Learn more about Dirty Business

Wales: not-for-profit, but apparently for pollution

Welsh water companies (Dŵr Cymru Welsh Water and Hafren Dyfrdwy) are not-for-profit — no shareholders extracting dividends, no profit motive driving decisions. It sounds better… but water companies in Wales released sewage into rivers, lakes and seas for nearly a million hours in 2024.1 

Behind the not-for-profit label are some uncomfortable realities. Wales have the second highest water bills in the UK, yet 41% of Dŵr Cyrmu Welsh Water’s revenue – including customer bills – are being used to pay back debt, not to protect public health.2 The system might be without shareholders, but that hasn’t stopped Welsh Water from trying to reward its executive bosses despite staggering pollution levels. Welsh Water tried to use customer funds to pay its executive bonuses in 2024. Ofwat had to intervene to stop it.3  

So who’s keeping Welsh Water in check? In theory, Natural Resources Wales (NRW). NRW recorded a “further decline” in Welsh Water’s environmental performance in 2024, alongside a rise in serious pollution incidents.4 Then, they announced plans to cut 265 jobs – a move that trade union members told the BBC could leave the regulator without “enough staff on the ground” to protect the environment”.5  Sure enough, in March 2025, NRW announced they were going to “cut back” on investigations.6 

The consequences were predictable. Reductions in pollution investigations – combined with years of underinvestment led a Senedd committee to conclude that NRW does not have the funding it needs to hold polluters to account.7 

Since then, NRW say they saw the highest number of pollution incidents in a decade.8  This month, Welsh Water have been fined £44.7m for “serious and unacceptable breaches” in its sewage and network services. Meanwhile, Dŵr Cymru customer bills are due to increase again next month, with rises of 42% by 2029-30.9  

This is another catastrophic failure of the system, and of the regulators designed to oversee it. Not-for-profit, it turns out, is not enough on its own. 
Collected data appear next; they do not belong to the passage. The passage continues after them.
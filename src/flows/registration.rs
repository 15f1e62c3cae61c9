//! OAuth client registration against the provider API.
//!
//! The strategy needs a client id/secret before it can serve any login. At startup the host
//! calls [`Strategy::register_client`], which reconciles the clients persisted in the
//! [`ClientStore`] with the ones the API key owns on the provider: a persisted client the provider
//! still knows is reused, otherwise a new client is created, persisted, and adopted. Stale
//! clients are never deleted here; [`Strategy::delete_client`] is available for explicit cleanup.
//!
//! [`ClientStore`]: crate::store::ClientStore

// crates.io
use oauth2::http::Method;
// self
use crate::{
	_prelude::*,
	auth::{self, ClientCredentials, RegisteredClient},
	error::ProtocolError,
	flows::{
		Strategy,
		common::{self, Body},
	},
	http::ProviderHttpClient,
	obs::{self, FlowKind, FlowOutcome, FlowSpan},
	provider::ProviderEndpoint,
};

const STATUS_OK: i64 = 1;

/// Client entry from the provider's owned-client listing.
#[derive(Clone, Debug, PartialEq, Serialize, Deserialize)]
pub struct OwnedClient {
	/// OAuth client identifier.
	pub client_id: String,
	/// Remaining provider fields (name, redirect URI, timestamps, ...).
	#[serde(flatten)]
	pub extra: JsonMap<String, JsonValue>,
}

#[derive(Deserialize)]
struct OwnedClientsEnvelope {
	response: OwnedClientsResponse,
}

#[derive(Deserialize)]
struct OwnedClientsResponse {
	#[serde(default)]
	clients: Vec<OwnedClient>,
}

#[derive(Deserialize)]
struct CreatedClientEnvelope {
	#[serde(default)]
	response: Option<CreatedClientResponse>,
}

#[derive(Deserialize)]
struct CreatedClientResponse {
	#[serde(default)]
	client: Option<JsonMap<String, JsonValue>>,
	#[serde(default)]
	secret: Option<String>,
}

impl<U, C> Strategy<U, C>
where
	C: ?Sized + ProviderHttpClient,
{
	/// Ensures client credentials are available, registering a client with the provider if
	/// needed.
	///
	/// Runs at most once: concurrent callers wait on the same attempt, and later callers get the
	/// cached credentials. A failed attempt is logged and leaves the strategy unregistered, so the
	/// host may call this again.
	pub async fn register_client(&self) -> Result<&ClientCredentials> {
		self.credentials.get_or_try_init(|| self.reconcile_client()).await
	}

	/// Lists the OAuth clients owned by the configured API key.
	pub async fn owned_clients(&self) -> Result<Vec<OwnedClient>> {
		const ENDPOINT: ProviderEndpoint = ProviderEndpoint::OwnedClientList;

		let body =
			self.call_json(ENDPOINT, Method::GET, &self.api_authorization(), Body::Empty).await?;

		ensure_status_ok(ENDPOINT, &body)?;

		let OwnedClientsEnvelope { response } = common::decode(ENDPOINT, body)?;

		Ok(response.clients)
	}

	/// Creates a new OAuth client named after the configured site, pointing at the return URL.
	///
	/// The returned record has the provider's `secret` merged into the client object, which is the
	/// shape persisted by client stores.
	pub async fn create_client(&self) -> Result<RegisteredClient> {
		const ENDPOINT: ProviderEndpoint = ProviderEndpoint::CreateClient;

		let payload = serde_json::json!({
			"name": self.config.name,
			"redirect_uri": self.config.return_url.as_str(),
		});
		let body = self
			.call_json(ENDPOINT, Method::POST, &self.api_authorization(), Body::Json(payload))
			.await?;

		common::reject_error_field(ENDPOINT, &body)?;

		let message = common::provider_message(&body);
		let missing = |field| ProtocolError::MissingField {
			endpoint: ENDPOINT,
			field,
			message: message.clone(),
		};
		let CreatedClientEnvelope { response } = common::decode(ENDPOINT, body)?;
		let CreatedClientResponse { client, secret } = response.ok_or_else(|| missing("response"))?;
		let mut client = client.ok_or_else(|| missing("client"))?;
		let secret = secret.filter(|secret| !secret.is_empty()).ok_or_else(|| missing("secret"))?;

		match client.get("client_id") {
			Some(JsonValue::String(id)) if !id.is_empty() => {},
			_ => return Err(missing("client_id").into()),
		}

		client.insert("secret".into(), JsonValue::String(secret));

		common::decode(ENDPOINT, JsonValue::Object(client))
	}

	/// Deletes an OAuth client owned by the configured API key.
	pub async fn delete_client(&self, client_id: &str) -> Result<()> {
		const ENDPOINT: ProviderEndpoint = ProviderEndpoint::DeleteClient;

		let result = async {
			let body = self
				.call_json(
					ENDPOINT,
					Method::POST,
					&self.api_authorization(),
					Body::Form(vec![("client_id", client_id.into())]),
				)
				.await?;

			common::reject_error_field(ENDPOINT, &body)?;

			if body.get("status").is_some() {
				ensure_status_ok(ENDPOINT, &body)?;
			}

			Ok(())
		}
		.await;

		if let Err(e) = &result {
			obs::log_failure(FlowKind::Registration, e);
		}

		result
	}

	async fn reconcile_client(&self) -> Result<ClientCredentials> {
		const KIND: FlowKind = FlowKind::Registration;

		let span = FlowSpan::new(KIND, "register_client");

		obs::record_flow_outcome(KIND, FlowOutcome::Attempt);

		let result = span
			.instrument(async move {
				let local = self.store.load().await?;
				let owned = self.owned_clients().await?;

				if let Some(existing) = local
					.iter()
					.rev()
					.find(|client| owned.iter().any(|remote| remote.client_id == client.client_id))
				{
					return Ok(ClientCredentials::from(existing));
				}

				let created = self.create_client().await?;

				self.store.append(created.clone()).await?;

				Ok(ClientCredentials::from(&created))
			})
			.await;

		match &result {
			Ok(_) => obs::record_flow_outcome(KIND, FlowOutcome::Success),
			Err(e) => {
				obs::log_failure(KIND, e);
				obs::record_flow_outcome(KIND, FlowOutcome::Failure);
			},
		}

		result
	}

	fn api_authorization(&self) -> String {
		auth::basic_authorization(self.config.api_key.expose(), "")
	}
}

fn ensure_status_ok(endpoint: ProviderEndpoint, body: &JsonValue) -> Result<()> {
	match body.get("status").and_then(JsonValue::as_i64) {
		Some(STATUS_OK) => Ok(()),
		status => Err(Error::Provider {
			endpoint,
			reason: common::provider_message(body).unwrap_or_else(|| match status {
				Some(status) => format!("unexpected status {status}"),
				None => "missing status".into(),
			}),
		}),
	}
}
Scotland: routine sewage pollution, exceptional excuses

The regulator for Scotland is Scottish Government and Scottish Environment Protection Agency (SEPA). They regulate Scottish Water, which is publicly owned, and has lower bills than England and Wales. Unfortunately, that’s where the good news ends.10 

Current legislation, The Urban Wastewater Treatment (Scotland) Regulations 1994, makes clear that discharges from storm overflows are only permitted in exceptional circumstances. But this is not what is happening. Environmental Standards Scotland, the Scottish environmental watchdog, has found that SEPA have consistently failed to uphold these regulations. This isn’t a grey area. The law exists. It’s just not being followed. Scottish Water is not released sewage in exceptional circumstances, it’s routine.11 

And we may not even know the full extent of it. There are more than 3600 combined sewage overflows in Scotland.  In 2024, there were over 23,000 reported sewage spills from Combined Sewage Overflows (CSOs),12 but just 6.7% of CSOs were actively monitored that year. The real figure could have been over 300,000 spills.13 SEPA have now increased monitoring to over 30% as of February 2026, but there’s a long way to go for full transparency. Nearly two thirds of Scotland’s sewage overflow network remains in the dark. 

The Scottish Environmental Protection Agency (SEPA) say that their role is to “make sure that the environment and human health is protected,” but how can they do that if they don’t even know the true picture?  

To make things worse, SEPA has seen real terms budget cuts of 26% since 2010.14 The number of legal prosecutions being taken against polluters has dropped and the number of water quality samples being taken has fallen by 65% from 2019 to 2024.15 The capacity of regulator is shrinking when we need the opposite. 

The human cost is already visible. 46 of the country’s 89 designated bathing waters – where hundreds of people swim daily – had at least one sample where E. Coli or Intestinal Enterococci reached unsafe levels.16 Perhaps most alarmingly, nearly three quarters of the unsafe samples across the country came from beaches rated “good” or “excellent”.17 People are swimming in sewage-contaminated water and being told it’s fine. 

Without transparency around sewage overflows and a well-funded regulated, we’re surfing, swimming and paddling in the dark. And in the dark, every dip is a gamble with our health. 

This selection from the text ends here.